#### [What this task involves]
Give back only the lines in the records below from the one with "filename crates/shared/src/gemini/response.rs" to the one with "pub struct Source", both inclusive, word for word.

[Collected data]
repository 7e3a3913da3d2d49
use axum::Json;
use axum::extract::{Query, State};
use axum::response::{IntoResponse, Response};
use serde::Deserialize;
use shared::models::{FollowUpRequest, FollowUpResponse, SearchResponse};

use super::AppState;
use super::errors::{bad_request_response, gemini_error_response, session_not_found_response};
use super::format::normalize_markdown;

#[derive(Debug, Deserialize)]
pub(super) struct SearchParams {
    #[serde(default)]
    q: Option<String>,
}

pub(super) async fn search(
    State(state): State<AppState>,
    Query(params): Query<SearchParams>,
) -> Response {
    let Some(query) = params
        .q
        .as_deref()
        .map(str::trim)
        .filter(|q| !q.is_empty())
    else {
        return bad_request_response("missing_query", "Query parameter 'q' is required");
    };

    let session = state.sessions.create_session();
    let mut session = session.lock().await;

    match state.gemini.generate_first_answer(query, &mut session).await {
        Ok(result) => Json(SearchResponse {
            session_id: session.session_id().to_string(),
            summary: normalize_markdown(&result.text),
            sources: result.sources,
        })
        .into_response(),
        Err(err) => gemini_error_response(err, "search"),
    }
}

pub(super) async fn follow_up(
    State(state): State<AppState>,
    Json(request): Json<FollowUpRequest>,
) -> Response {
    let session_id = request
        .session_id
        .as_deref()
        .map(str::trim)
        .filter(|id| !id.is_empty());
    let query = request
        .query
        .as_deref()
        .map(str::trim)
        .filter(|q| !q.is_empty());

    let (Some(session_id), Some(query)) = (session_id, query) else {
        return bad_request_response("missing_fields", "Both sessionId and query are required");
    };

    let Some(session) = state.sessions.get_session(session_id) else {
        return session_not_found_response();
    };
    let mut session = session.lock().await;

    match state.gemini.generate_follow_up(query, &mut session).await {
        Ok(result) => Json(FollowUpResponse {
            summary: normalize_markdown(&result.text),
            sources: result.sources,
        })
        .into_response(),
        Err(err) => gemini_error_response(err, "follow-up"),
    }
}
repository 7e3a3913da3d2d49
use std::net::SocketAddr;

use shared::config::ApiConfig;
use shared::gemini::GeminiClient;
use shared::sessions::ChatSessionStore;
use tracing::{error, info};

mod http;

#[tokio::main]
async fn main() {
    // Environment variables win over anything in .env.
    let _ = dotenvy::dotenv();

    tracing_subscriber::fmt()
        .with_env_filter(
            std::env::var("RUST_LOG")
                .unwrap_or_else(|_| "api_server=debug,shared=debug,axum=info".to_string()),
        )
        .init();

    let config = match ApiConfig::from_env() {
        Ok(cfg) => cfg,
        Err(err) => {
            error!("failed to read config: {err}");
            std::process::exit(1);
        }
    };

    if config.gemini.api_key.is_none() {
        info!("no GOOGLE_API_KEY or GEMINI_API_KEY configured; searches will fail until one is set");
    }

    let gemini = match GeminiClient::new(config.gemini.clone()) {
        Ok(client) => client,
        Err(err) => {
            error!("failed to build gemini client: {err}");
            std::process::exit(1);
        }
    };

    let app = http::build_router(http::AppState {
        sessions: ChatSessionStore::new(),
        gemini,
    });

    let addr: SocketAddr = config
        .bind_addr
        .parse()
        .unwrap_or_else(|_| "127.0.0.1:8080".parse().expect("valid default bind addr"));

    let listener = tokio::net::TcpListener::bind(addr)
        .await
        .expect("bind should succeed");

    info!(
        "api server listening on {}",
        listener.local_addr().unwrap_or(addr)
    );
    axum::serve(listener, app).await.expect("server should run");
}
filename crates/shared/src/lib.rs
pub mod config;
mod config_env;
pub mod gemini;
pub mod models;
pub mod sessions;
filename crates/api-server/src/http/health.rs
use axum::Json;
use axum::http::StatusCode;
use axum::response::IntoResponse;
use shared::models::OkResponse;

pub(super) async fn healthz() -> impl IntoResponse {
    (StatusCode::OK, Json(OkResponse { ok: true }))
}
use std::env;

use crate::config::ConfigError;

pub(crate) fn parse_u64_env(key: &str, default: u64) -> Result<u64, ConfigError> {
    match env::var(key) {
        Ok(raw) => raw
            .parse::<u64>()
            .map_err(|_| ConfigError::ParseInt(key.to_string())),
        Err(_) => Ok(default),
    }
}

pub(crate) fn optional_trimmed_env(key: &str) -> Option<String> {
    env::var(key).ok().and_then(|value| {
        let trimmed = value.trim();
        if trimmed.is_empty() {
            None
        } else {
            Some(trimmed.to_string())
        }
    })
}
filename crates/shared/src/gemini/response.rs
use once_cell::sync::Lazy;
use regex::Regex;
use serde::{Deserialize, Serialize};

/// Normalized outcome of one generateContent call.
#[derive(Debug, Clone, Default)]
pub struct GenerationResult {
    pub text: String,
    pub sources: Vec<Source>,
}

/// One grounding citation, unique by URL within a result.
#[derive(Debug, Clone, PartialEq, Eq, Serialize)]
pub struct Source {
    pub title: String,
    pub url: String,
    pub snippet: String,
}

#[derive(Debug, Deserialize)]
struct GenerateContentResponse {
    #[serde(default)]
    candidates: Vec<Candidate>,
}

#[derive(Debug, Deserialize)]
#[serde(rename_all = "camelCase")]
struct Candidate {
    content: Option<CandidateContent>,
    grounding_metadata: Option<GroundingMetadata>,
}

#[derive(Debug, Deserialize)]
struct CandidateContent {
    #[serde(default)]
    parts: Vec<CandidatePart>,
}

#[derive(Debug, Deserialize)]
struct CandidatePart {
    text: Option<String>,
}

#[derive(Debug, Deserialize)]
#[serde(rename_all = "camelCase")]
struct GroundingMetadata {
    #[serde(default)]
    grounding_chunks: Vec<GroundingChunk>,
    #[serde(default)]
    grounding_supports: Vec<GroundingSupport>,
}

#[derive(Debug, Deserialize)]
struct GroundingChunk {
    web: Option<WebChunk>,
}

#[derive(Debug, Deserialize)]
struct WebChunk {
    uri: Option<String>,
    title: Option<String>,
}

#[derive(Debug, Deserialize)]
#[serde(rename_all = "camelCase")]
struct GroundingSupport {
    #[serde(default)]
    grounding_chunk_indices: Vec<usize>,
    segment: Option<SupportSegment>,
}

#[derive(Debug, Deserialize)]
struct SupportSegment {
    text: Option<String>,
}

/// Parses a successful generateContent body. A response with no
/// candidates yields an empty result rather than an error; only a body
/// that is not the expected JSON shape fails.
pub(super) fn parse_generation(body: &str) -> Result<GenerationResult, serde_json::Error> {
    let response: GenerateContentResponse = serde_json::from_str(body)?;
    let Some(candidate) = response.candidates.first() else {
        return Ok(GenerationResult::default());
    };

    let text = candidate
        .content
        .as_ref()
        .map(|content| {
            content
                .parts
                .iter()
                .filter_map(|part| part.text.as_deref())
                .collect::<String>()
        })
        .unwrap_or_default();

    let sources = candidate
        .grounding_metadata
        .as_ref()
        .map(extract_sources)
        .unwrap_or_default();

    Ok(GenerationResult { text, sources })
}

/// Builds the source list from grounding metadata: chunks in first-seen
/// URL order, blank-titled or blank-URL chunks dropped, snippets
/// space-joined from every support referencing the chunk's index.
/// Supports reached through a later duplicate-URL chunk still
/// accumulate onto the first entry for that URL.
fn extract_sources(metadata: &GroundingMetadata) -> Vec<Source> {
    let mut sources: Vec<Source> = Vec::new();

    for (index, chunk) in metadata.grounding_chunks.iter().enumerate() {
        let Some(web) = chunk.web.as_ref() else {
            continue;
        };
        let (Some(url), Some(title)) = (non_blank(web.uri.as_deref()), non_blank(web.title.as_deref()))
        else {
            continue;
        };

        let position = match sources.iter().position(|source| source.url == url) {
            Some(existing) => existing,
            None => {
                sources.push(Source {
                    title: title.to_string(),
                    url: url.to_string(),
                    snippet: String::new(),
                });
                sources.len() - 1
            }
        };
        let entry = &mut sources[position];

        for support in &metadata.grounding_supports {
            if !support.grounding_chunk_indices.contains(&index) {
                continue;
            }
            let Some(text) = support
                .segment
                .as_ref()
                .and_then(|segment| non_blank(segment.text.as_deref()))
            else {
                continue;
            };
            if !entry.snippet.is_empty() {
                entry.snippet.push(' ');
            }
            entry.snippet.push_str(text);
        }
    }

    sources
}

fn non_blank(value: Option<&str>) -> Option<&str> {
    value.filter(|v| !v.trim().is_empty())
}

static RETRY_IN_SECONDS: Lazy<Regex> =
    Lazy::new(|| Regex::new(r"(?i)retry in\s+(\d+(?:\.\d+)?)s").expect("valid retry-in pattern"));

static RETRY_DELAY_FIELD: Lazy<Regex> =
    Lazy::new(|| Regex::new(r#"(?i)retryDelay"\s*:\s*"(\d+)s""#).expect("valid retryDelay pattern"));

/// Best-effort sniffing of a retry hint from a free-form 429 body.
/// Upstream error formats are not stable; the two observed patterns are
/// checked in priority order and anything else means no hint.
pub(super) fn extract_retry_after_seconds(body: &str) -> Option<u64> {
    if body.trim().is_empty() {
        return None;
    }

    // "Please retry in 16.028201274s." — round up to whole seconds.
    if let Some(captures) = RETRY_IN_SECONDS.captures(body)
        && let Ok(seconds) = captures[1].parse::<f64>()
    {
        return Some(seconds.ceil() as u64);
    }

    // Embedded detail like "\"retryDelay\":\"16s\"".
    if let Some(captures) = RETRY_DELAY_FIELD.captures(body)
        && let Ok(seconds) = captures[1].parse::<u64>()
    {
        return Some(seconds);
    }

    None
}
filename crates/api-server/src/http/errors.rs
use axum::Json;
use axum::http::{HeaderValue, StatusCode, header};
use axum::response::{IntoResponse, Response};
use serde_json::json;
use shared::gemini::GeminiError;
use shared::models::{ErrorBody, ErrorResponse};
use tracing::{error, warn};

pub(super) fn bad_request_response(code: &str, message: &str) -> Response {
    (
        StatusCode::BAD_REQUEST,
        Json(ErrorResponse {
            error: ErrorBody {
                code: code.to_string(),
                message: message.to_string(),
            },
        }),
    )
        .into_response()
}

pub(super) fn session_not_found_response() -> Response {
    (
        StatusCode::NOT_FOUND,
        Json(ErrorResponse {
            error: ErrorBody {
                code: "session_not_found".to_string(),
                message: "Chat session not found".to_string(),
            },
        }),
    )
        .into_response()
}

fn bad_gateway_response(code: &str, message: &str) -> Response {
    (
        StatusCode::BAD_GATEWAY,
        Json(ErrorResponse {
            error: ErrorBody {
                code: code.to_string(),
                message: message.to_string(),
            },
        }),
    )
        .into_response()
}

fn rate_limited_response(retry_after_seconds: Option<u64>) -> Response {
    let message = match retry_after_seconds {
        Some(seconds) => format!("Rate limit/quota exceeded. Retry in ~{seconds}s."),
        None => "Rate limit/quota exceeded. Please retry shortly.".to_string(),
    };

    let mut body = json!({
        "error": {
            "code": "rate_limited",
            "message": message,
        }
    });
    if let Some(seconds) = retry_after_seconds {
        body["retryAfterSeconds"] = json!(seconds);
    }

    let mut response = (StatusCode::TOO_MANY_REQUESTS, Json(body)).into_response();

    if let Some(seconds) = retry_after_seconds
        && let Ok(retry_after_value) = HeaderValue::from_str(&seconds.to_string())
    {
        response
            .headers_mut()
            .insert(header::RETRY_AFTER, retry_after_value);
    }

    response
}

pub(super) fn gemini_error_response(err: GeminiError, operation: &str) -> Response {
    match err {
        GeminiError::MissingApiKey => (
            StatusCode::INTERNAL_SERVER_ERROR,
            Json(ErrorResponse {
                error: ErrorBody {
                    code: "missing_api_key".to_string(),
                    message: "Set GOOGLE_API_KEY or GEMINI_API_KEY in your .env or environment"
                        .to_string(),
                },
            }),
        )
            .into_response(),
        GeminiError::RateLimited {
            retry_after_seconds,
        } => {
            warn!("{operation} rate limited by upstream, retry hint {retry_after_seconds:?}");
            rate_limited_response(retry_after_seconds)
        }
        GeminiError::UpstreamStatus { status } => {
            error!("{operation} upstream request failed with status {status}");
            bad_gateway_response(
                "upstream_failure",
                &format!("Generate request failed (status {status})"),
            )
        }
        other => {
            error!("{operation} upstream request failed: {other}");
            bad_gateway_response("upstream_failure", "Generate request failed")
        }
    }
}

#### [The completed task]
filename crates/shared/src/gemini/response.rs
use once_cell::sync::Lazy;
use regex::Regex;
use serde::{Deserialize, Serialize};

/// Normalized outcome of one generateContent call.
#[derive(Debug, Clone, Default)]
pub struct GenerationResult {
    pub text: String,
    pub sources: Vec<Source>,
}

/// One grounding citation, unique by URL within a result.
#[derive(Debug, Clone, PartialEq, Eq, Serialize)]
pub struct Source {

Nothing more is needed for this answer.